-------- THE DATA --------
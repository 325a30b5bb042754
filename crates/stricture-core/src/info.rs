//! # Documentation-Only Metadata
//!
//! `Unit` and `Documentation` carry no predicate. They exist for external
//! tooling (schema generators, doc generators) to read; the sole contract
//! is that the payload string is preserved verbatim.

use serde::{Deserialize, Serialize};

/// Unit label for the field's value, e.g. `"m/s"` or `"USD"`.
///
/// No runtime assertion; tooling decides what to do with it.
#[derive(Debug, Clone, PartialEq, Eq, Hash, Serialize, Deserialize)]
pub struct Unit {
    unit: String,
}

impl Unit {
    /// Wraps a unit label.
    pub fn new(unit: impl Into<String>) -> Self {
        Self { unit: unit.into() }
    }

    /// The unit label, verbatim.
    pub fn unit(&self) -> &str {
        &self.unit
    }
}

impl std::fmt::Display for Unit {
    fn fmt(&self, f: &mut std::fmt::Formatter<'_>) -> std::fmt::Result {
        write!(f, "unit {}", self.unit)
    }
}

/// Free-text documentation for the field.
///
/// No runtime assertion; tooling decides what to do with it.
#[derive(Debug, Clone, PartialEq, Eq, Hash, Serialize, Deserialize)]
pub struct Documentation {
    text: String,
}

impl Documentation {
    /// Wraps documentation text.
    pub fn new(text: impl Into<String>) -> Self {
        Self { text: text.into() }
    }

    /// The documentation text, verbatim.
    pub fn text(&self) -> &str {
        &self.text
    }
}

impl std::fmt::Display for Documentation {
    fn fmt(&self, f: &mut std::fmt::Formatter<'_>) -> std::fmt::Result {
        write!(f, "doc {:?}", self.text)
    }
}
--------
### [WHAT YOU HAVE TO DO]
The whole of the data above must be given again, unaltered and complete.

### [TASK OUTPUT]
repository 325a30b5bb042754
filename crates/stricture-core/src/info.rs
//! # Documentation-Only Metadata
//!
//! `Unit` and `Documentation` carry no predicate. They exist for external
//! tooling (schema generators, doc generators) to read; the sole contract
//! is that the payload string is preserved verbatim.

use serde::{Deserialize, Serialize};

/// Unit label for the field's value, e.g. `"m/s"` or `"USD"`.
///
/// No runtime assertion; tooling decides what to do with it.
#[derive(Debug, Clone, PartialEq, Eq, Hash, Serialize, Deserialize)]
pub struct Unit {
    unit: String,
}

impl Unit {
    /// Wraps a unit label.
    pub fn new(unit: impl Into<String>) -> Self {
        Self { unit: unit.into() }
    }

    /// The unit label, verbatim.
    pub fn unit(&self) -> &str {
        &self.unit
    }
}

impl std::fmt::Display for Unit {
    fn fmt(&self, f: &mut std::fmt::Formatter<'_>) -> std::fmt::Result {
        write!(f, "unit {}", self.unit)
    }
}

/// Free-text documentation for the field.
///
/// No runtime assertion; tooling decides what to do with it.
#[derive(Debug, Clone, PartialEq, Eq, Hash, Serialize, Deserialize)]
pub struct Documentation {
    text: String,
}

impl Documentation {
    /// Wraps documentation text.
    pub fn new(text: impl Into<String>) -> Self {
        Self { text: text.into() }
    }

    /// The documentation text, verbatim.
    pub fn text(&self) -> &str {
        &self.text
    }
}

impl std::fmt::Display for Documentation {
    fn fmt(&self, f: &mut std::fmt::Formatter<'_>) -> std::fmt::Result {
        write!(f, "doc {:?}", self.text)
    }
}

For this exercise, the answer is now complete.